Cependant Chérumal, — car c’était lui qui rôdait avec son éléphant Soubala autour du jardin, — avait vu une ombre se glisser à travers les arbres. L’animal lui-même, au moment où le nakodah franchissait la haie, avait agité ses larges oreilles. Le mahout alarmé courut au trot jusqu’à la demeure de la jeune Hindoue, et se mit à appeler Mallika.

— Qui est là ? qui demande Mallika ? répondit le vieux jardinier.

— Votre fille est-elle près de vous, mon père ? dit respectueusement le mahout.

— Non, mon fils, répliqua doucement le vieillard ; elle sera dans quelque coin du jardin à cueillir des fruits…

Puis, réfléchissant avec inquiétude que sa fille était toujours au logis à pareille heure, il se mit à crier d’une voix émue : Mallika ! Mallika !…

— Rien ne répond, dit le mahout ; vous voyez bien qu’elle n’est pas ici ; oh ! mon père, s’il lui était arrivé quelque malheur !…
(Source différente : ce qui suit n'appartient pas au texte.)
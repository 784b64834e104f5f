//! Connectivity probe: verifies credentials and permission scopes with
//! read-only calls before a real pipeline run.

use shopify_etl::core::probe;
use shopify_etl::utils::validation::Validate;
use shopify_etl::{CliConfig, ShopifyClient, ShopifyConfig};

fn token_preview(token: &str) -> String {
    if token.len() > 14 {
        format!("{}...{}", &token[..10], &token[token.len() - 4..])
    } else {
        "***".to_string()
    }
}

#[tokio::main]
async fn main() {
    tracing_subscriber::fmt::init();

    println!("Testing Shopify API Connection...");
    println!("{}", "=".repeat(50));

    let cli = CliConfig {
        db_path: "unused".to_string(),
        limit: 250,
        status: "any".to_string(),
        page_delay_ms: 500,
        verbose: false,
    };

    let config = match ShopifyConfig::from_env(&cli).and_then(|c| {
        c.validate()?;
        Ok(c)
    }) {
        Ok(config) => config,
        Err(e) => {
            let failure = probe::classify(&e);
            println!("✗ {}", failure.summary);
            for hint in &failure.hints {
                println!("{}", hint);
            }
            println!("{}", "=".repeat(50));
            println!("✗ Connection test failed. Please fix the issues above and try again.");
            std::process::exit(1);
        }
    };

    println!("Testing connection to: {}", config.shop_domain());
    println!(
        "API Token: {} (truncated for security)",
        token_preview(&config.api_token)
    );

    let client = ShopifyClient::new(config);
    let report = probe::run(&client).await;

    for check in &report.checks {
        println!("\n{}", check.label);
        for detail in &check.details {
            println!("✓ {}", detail);
        }
    }

    println!();
    match &report.failure {
        None => {
            println!("✓ All tests passed! Your Shopify API connection is working correctly.");
            println!("✓ You can now run the full pipeline with: shopify-etl");
            println!("{}", "=".repeat(50));
            println!("✓ Connection test passed! You're ready to run the pipeline.");
        }
        Some(failure) => {
            println!("✗ {}", failure.summary);
            for hint in &failure.hints {
                println!("{}", hint);
            }
            println!("{}", "=".repeat(50));
            println!("✗ Connection test failed. Please fix the issues above and try again.");
            std::process::exit(1);
        }
    }
}
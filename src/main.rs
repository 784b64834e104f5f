use clap::Parser;
use shopify_etl::utils::{logger, validation::Validate};
use shopify_etl::{
    CliConfig, DuckDbDestination, EtlEngine, ResourceKind, ResourcePipeline, ShopifyClient,
    ShopifyConfig,
};
use std::sync::Arc;

#[tokio::main]
async fn main() {
    let cli = CliConfig::parse();

    logger::init_cli_logger(cli.verbose);

    tracing::info!("Starting shopify-etl");
    if cli.verbose {
        tracing::debug!("CLI config: {:?}", cli);
    }

    if let Err(e) = cli.validate() {
        tracing::error!("❌ Configuration validation failed: {}", e);
        eprintln!("❌ {}", e);
        std::process::exit(1);
    }

    let config = match ShopifyConfig::from_env(&cli) {
        Ok(config) => config,
        Err(e) => {
            eprintln!("❌ {}", e);
            eprintln!("💡 Set the API_TOKEN and STORE_ID environment variables.");
            std::process::exit(1);
        }
    };
    if let Err(e) = config.validate() {
        eprintln!("❌ {}", e);
        std::process::exit(1);
    }

    let destination = match DuckDbDestination::open(&cli.db_path) {
        Ok(destination) => Arc::new(destination),
        Err(e) => {
            eprintln!("❌ Failed to open database '{}': {}", cli.db_path, e);
            std::process::exit(1);
        }
    };

    println!("Running Shopify ETL pipeline...");
    let client = Arc::new(ShopifyClient::new(config));

    let mut engine = EtlEngine::new();
    for kind in ResourceKind::ALL {
        engine.add_pipeline(Box::new(ResourcePipeline::new(
            kind,
            client.clone(),
            destination.clone(),
        )));
    }

    match engine.run_all().await {
        Ok(reports) => {
            println!("✅ Pipeline completed!");
            for report in &reports {
                println!(
                    "  - {}: {} rows loaded, {} pages, {} ({:?})",
                    report.resource,
                    report.rows_loaded,
                    report.pages,
                    report.termination,
                    report.duration
                );
            }
            println!("📁 Data written to: {}", cli.db_path);

            if reports.iter().any(|r| r.termination.is_failure()) {
                eprintln!("⚠️ One or more resources stopped early; counts may be partial.");
            }
        }
        Err(e) => {
            tracing::error!("❌ ETL process failed: {}", e);
            eprintln!("❌ {}", e);
            std::process::exit(1);
        }
    }
}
Ces paroles produisirent sur le vieillard l’effet d’un coup de massue ; il s’affaissa sur lui-même, et répéta en sanglotant le nom de sa fille bien-aimée. Chérumal ne chercha point à le consoler ; sans se rendre compte de la route qu’il prenait, il se rendit en droite ligne sur les bords du canal, au lieu où il travaillait tout le jour avec son éléphant. Le canot de l’Arabe glissait silencieusement sur les eaux, caché par les palmiers. Dès qu’il l’entendit venir, Chérumal se pencha en avant ; il lui était impossible de reconnaître et même de découvrir Mallika sous le voile qui la couvrait. En proie à une anxiété toujours croissante, il suivait du regard le mystérieux esquif et les mouvemens de l’intelligent animal qui le portait lui-même. Cette fois encore, Soubala dressa les oreilles, et Chérumal hêla le canot :

— Mallika, est-ce toi ? Réponds, au nom de ton père !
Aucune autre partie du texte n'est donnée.